Consegui dois objectivos, creio. Um antigo, de juventude: ser livre. Outro mais maduro: ser um gajo decente. Nenhum deles é fácil, ao contrário do que a «literatura» moderna quer que se pense. Literatura vai entre aspas por uma carrada de razões. Comecemos pelo fim: é preciso fazer muita merda para se tornar um gajo decente. Ser decente não resulta do que se fez ou faz, mas de como se olha para o que se fez. E de não querer repetir a porcaria e querer repetir o bem, que nem só de asneiras vive um homem.
Já a liberdade tem mais que se lhe diga. Em primeiro lugar porque a liberdade não existe. O que há são liberdades. Muitas, contraditórias. Em segundo lugar porque a liberdade é um oxímoro: ser livre consiste em poder escolher as suas prisões e Deus sabe se eu as tenho, prisões. Tenho muitas. Ter sido eu quem as escolheu ajuda, mas não é por isso que deixam de ser prisões. São apenas mais suportáveis. Mais. Como dizer? Inevitáveis. Não se pode fugir de uma prisão que se escolheu, porque isso seria saltar de uma para as outras todas.

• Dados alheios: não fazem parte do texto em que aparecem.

//! Statement execution handlers
//!
//! `execute` performs the effect of one classified statement and reports
//! what the stream should do next. Block headers only evaluate what they
//! need (IF condition, FOR bounds) and return `EnterBlock`; extent
//! resolution and scheduling belong to the stream runner.
//!
//! Only a handful of statements suspend (CALL, SLEEP and the blocking host
//! calls). Everything else is handled synchronously in `execute_now` under
//! the run's statement gate, so it runs to completion before any other
//! stream's statement starts.

use serde_json::Value as JsonValue;
use std::collections::HashMap;
use std::time::Duration;

use rand::Rng;
use tracing::debug;

use super::errors::RuntimeError;
use super::exec_loop::Stream;
use super::functions;
use super::scheduler;
use super::types::{ArithOp, Block, Control, Stmt, Val};

/* ===================== Helpers ===================== */

/// Evaluate expression text against the stream's scope
pub fn evaluate(stream: &Stream, text: &str) -> Result<Val, RuntimeError> {
    stream
        .ctx
        .host
        .evaluator
        .evaluate(text, stream.scope.as_ref())
        .map_err(|source| RuntimeError::BadExpression {
            expr: text.to_string(),
            source,
        })
}

/// `evaluate` for the suspending statements, which do not hold the gate
fn evaluate_gated(stream: &Stream, text: &str) -> Result<Val, RuntimeError> {
    let _gate = stream.ctx.statement_gate();
    evaluate(stream, text)
}

fn evaluate_number(stream: &Stream, text: &str) -> Result<f64, RuntimeError> {
    Ok(evaluate(stream, text)?.to_number())
}

/// Entity ids are written either literally or as a variable
fn entity_id(stream: &Stream, text: &str) -> Result<u64, RuntimeError> {
    if let Ok(id) = text.parse::<u64>() {
        return Ok(id);
    }
    match stream.scope.get(text)? {
        Val::Num(n) if n >= 0.0 && n.fract() == 0.0 => Ok(n as u64),
        other => Err(RuntimeError::type_mismatch(format!(
            "{} is not an entity id ({})",
            text,
            other.type_name()
        ))),
    }
}
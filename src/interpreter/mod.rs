//! # Line-oriented interpreter
//!
//! A program is a plain sequence of lines. Nothing is parsed ahead of time:
//! each line is classified when it is reached, and block extents are found
//! by scanning forward from the header when the header runs.
//!
//! ## Layout
//!
//! - `parser`: line classification into `Stmt`
//! - `expressions`: the default expression evaluator
//! - `environment`: scopes with parent fallback and constants
//! - `blocks`: block extent resolution
//! - `statements`: one handler per statement form
//! - `exec_loop`: the per-stream cursor loop
//! - `scheduler`: loop, timer and key-handler tasks
//! - `functions`: function table and calls
//! - `runtime`: run lifecycle (`start`/`stop`)
//! - `validator`: static check without running

pub mod blocks;
pub mod ecs;
pub mod environment;
pub mod errors;
pub mod exec_loop;
pub mod expressions;
pub mod functions;
pub mod parser;
pub mod runtime;
pub mod scheduler;
pub mod statements;
pub mod types;
pub mod validator;

#[cfg(test)]
mod tests;

// Re-export commonly used items
pub use environment::Scope;
pub use errors::RuntimeError;
pub use expressions::{Bindings, Evaluator, ExprError, ExprEvaluator};
pub use parser::classify;
pub use runtime::{RunContext, Runtime, RuntimeSettings, StopHandle};
pub use types::{Program, Stmt, Val};
pub use validator::{check, Diagnostic};
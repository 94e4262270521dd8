//! Application configuration

use std::path::Path;
use std::time::Duration;

use config::{Config, ConfigError, Environment, File};
use serde::Deserialize;
use serde_with::serde_as;

use crate::distress::NotificationPolicy;
use crate::errors::MonitorError;
use crate::models::{parse_calendar_day, BoatId, Coordinates, DayBoundary};

#[derive(Debug, Deserialize, Clone)]
pub struct AppConfig {
    pub database: DatabaseConfig,
    #[serde(default)]
    pub poller: PollerConfig,
    #[serde(default)]
    pub display: DisplayConfig,
    #[serde(default)]
    pub alerts: AlertConfig,
    #[serde(default)]
    pub weather: WeatherConfig,
    #[serde(default)]
    pub tracking: TrackingConfig,
}

#[derive(Debug, Deserialize, Clone)]
pub struct DatabaseConfig {
    pub url: String,
    #[serde(default = "default_max_connections")]
    pub max_connections: u32,
    #[serde(default)]
    pub run_migrations: bool,
}

fn default_max_connections() -> u32 {
    5
}

#[serde_as]
#[derive(Debug, Deserialize, Clone)]
#[serde(default)]
pub struct PollerConfig {
    /// Fixed wall-clock interval between boat-state fetches
    #[serde_as(as = "serde_with::DurationMilliSeconds<u64>")]
    pub interval_ms: Duration,
    /// Drop fetch results that complete after a later-issued fetch has been applied
    pub discard_stale: bool,
}

impl Default for PollerConfig {
    fn default() -> Self {
        Self {
            interval_ms: Duration::from_millis(5000),
            discard_stale: true,
        }
    }
}

#[serde_as]
#[derive(Debug, Deserialize, Clone)]
#[serde(default)]
pub struct DisplayConfig {
    #[serde_as(as = "serde_with::DurationMilliSeconds<u64>")]
    pub clock_interval_ms: Duration,
}

impl Default for DisplayConfig {
    fn default() -> Self {
        Self {
            clock_interval_ms: Duration::from_millis(1000),
        }
    }
}

#[derive(Debug, Deserialize, Clone)]
#[serde(default)]
pub struct AlertConfig {
    pub notification: NotificationPolicy,
    /// Radius of the highlighted overlay around a distressed boat, meters
    pub zone_radius_m: f64,
}

impl Default for AlertConfig {
    fn default() -> Self {
        Self {
            notification: NotificationPolicy::default(),
            zone_radius_m: 1000.0,
        }
    }
}

#[derive(Debug, Deserialize, Clone)]
#[serde(default)]
pub struct WeatherConfig {
    pub enabled: bool,
    pub base_url: String,
    /// Viewer position; leaving either unset means geolocation is unavailable
    pub latitude: Option<f64>,
    pub longitude: Option<f64>,
}

impl Default for WeatherConfig {
    fn default() -> Self {
        Self {
            enabled: true,
            base_url: "https://api.open-meteo.com".to_string(),
            latitude: None,
            longitude: None,
        }
    }
}

#[derive(Debug, Deserialize, Clone, Default)]
#[serde(default)]
pub struct TrackingConfig {
    pub day_boundary: DayBoundary,
    /// Boat whose track is loaded at start-up
    pub boat_id: Option<String>,
    /// Calendar day (`YYYY-MM-DD`) applied to the start-up track
    pub day: Option<String>,
}

impl AppConfig {
    /// Load from `config/default` (optional) and `BOATMON__*` environment variables
    pub fn load() -> Result<Self, ConfigError> {
        Config::builder()
            .add_source(File::with_name("config/default").required(false))
            .add_source(
                Environment::with_prefix("BOATMON")
                    .prefix_separator("__")
                    .separator("__")
                    .try_parsing(true),
            )
            .build()?
            .try_deserialize()
    }

    /// Load from a single configuration file, format inferred from the extension
    pub fn from_file(path: &Path) -> Result<Self, ConfigError> {
        Config::builder()
            .add_source(File::from(path))
            .build()?
            .try_deserialize()
    }

    /// Validate configuration parameters
    pub fn validate(&self) -> Result<(), MonitorError> {
        self.database.validate()?;
        self.poller.validate()?;
        self.display.validate()?;
        self.alerts.validate()?;
        self.weather.location()?;
        self.tracking.day_boundary.validate()?;
        self.tracking.selection()?;
        Ok(())
    }
}

fn invalid(message: impl Into<String>) -> MonitorError {
    MonitorError::ConfigurationError {
        message: message.into(),
    }
}

impl DatabaseConfig {
    pub fn validate(&self) -> Result<(), MonitorError> {
        if self.url.trim().is_empty() {
            return Err(invalid("Database URL cannot be empty"));
        }
        if self.max_connections == 0 {
            return Err(invalid("Database pool needs at least one connection"));
        }
        Ok(())
    }
}

impl PollerConfig {
    pub fn validate(&self) -> Result<(), MonitorError> {
        if self.interval_ms.is_zero() {
            return Err(invalid("Poll interval must be greater than zero"));
        }
        Ok(())
    }
}

impl DisplayConfig {
    pub fn validate(&self) -> Result<(), MonitorError> {
        if self.clock_interval_ms.is_zero() {
            return Err(invalid("Clock interval must be greater than zero"));
        }
        Ok(())
    }
}

impl AlertConfig {
    pub fn validate(&self) -> Result<(), MonitorError> {
        if self.zone_radius_m.is_nan() || self.zone_radius_m <= 0.0 {
            return Err(invalid("Distress zone radius must be positive"));
        }
        Ok(())
    }
}

impl WeatherConfig {
    /// Configured viewer position, None when not (fully) set
    pub fn location(&self) -> Result<Option<Coordinates>, MonitorError> {
        match (self.latitude, self.longitude) {
            (Some(lat), Some(lon)) => Coordinates::try_from((lat, lon)).map(Some),
            (None, None) => Ok(None),
            _ => Err(invalid(
                "Weather latitude and longitude must be set together",
            )),
        }
    }
}

impl TrackingConfig {
    /// Start-up track selection: boat and optional day
    pub fn selection(&self) -> Result<Option<(BoatId, Option<chrono::NaiveDate>)>, MonitorError> {
        let Some(boat_id) = &self.boat_id else {
            if self.day.is_some() {
                return Err(invalid("Tracking day requires a tracking boat_id"));
            }
            return Ok(None);
        };
        let boat_id = BoatId::try_from(boat_id.as_str())?;
        let day = self.day.as_deref().map(parse_calendar_day).transpose()?;
        Ok(Some((boat_id, day)))
    }
}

E depois: ninguém é livre sozinho. A minha liberdade deve muito a muita gente. Todos nós devemos? «Nenhum homem é uma ilha»? Sem dúvida. Isso significa apenas que não sou diferente, é tudo. Sou livre porque não sei não o ser. É uma escolha? Não sei. Nunca experimentei a alternativa. Nunca deixei de ser livre, mesmo quando não o era. «Sou o que sou e é tudo o que sou», dizia Popeye. Sou livre porque é tudo o que sou, poderia acrescentar eu.
Com a devida gratidão.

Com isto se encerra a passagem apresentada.